Cells of the endothelium are joined by tight cell junctions which are impermeable or selectively permeable. Generally, proteins can only migrate through the endothelium via active transcytosis.
Leukocytes (specifically neutrophils, lymphocytes and monocytes) express various adhesion molecules and cytokine receptors which allow them to interact with endothelial cells and facilitate their movement (diapedesis) either between (paracellular) or through (transcellular) the cells. The process of leukocytes leaving the endothelial lumen is known as extravasation.
(C,D) The process of diapedesis, whether during intravasation or extravasation, can occur by two distinct pathways: paracellular or transcellular. (C) Paracellular diapedesis. Leukocytes and endothelial cells coordinately disassemble endothelial cell-cell junctions and open up a gap between two or more endothelial cells (Muller, 2003). (D) Transcellular diapedesis. Leukocytes migrate directly through individual endothelial cells via a transient transcellular pore that leaves endothelial cell-cell junctions intact. Note that the two individual endothelial cells in C and D are distinguished by different shades of pink.
Generally, for plasma proteins to enter the tissue space, they must be able to passively diffuse out of the vessel into the tissue. This requires sufficiently large gaps between the endothelial cells of the vessel wall (and if passing into the lumen, space between the epithelial cells forming the barrier of entry into the lumen.
However, under the proper circumstances, white blood cells can actively invade the tissue across the endothelial barrier, migrate through the tissue, and may even cross over into the tissue lumen. This is a active, highly coordinated process allowing the white blood cell to bind the endothelium and push its way through a gap and allowing it to bind extracellular matrix proteins to migrate through the tissue to its destination.
Let me add that during the process of inflammation (e.g., the skin has been infected), there will be foreign materials introduced into the body which are picked up by resident macrophages and dendritic cells, which are basically waiting for this stuff to happen. Once they engulf a foreign particle, they will become activated and start releasing inflammatory molecules which attract other white blood cells to come into the said interstitial tissue (you called it CT). They come in because the capillaries in those areas become permeable to the white blood cells due to WBC-endothelial cell interactions, like adhesins and also the capillary cells (endothelial cells) may separate slightly from each other, forming little gaps, that allow proteins, more fluids to come out with the WBCs. So that's why you get swelling if you injure yourself, like if you broke your bone.. or if you got a pimple and it filled with pus (that's all the WBCs and proteins and plasma coming out of the blood vessels into the interstitium).

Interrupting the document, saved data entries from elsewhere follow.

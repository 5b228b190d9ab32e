use axum::{
    extract::Request,
    http::{header::HeaderName, HeaderValue},
    middleware::Next,
    response::Response,
};

const HEADERS: &[(&str, &str)] = &[
    ("x-content-type-options", "nosniff"),
    ("x-frame-options", "DENY"),
    ("x-xss-protection", "1; mode=block"),
    ("referrer-policy", "strict-origin-when-cross-origin"),
    (
        "permissions-policy",
        "geolocation=(), microphone=(), camera=()",
    ),
];

pub async fn security_headers(request: Request, next: Next) -> Response {
    let mut response = next.run(request).await;

    let headers = response.headers_mut();
    for (name, value) in HEADERS {
        headers.insert(
            HeaderName::from_static(name),
            HeaderValue::from_static(value),
        );
    }

    response
}
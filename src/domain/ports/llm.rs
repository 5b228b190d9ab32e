use async_trait::async_trait;

use crate::domain::errors::DomainError;

#[async_trait]
pub trait LlmService: Send + Sync {
    async fn generate(&self, prompt: &str) -> Result<String, DomainError>;
    async fn generate_with_system(&self, system: &str, prompt: &str)
        -> Result<String, DomainError>;
}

The reason why we want WCBs to come out during these times is because they clean up debris (macrophages), kill bacteria (neutrophils, macrophages, T-cells, etc), and the proteins may come out like antibodies, anti-bacterial proteins like complement, etc.
tldr; WBCs extravasate through capillaries in certain situations where they are needed (i.e. inflammation). The process of leukocyte (WBC) extravasation has been described by the other answers so I won't go into detail about it.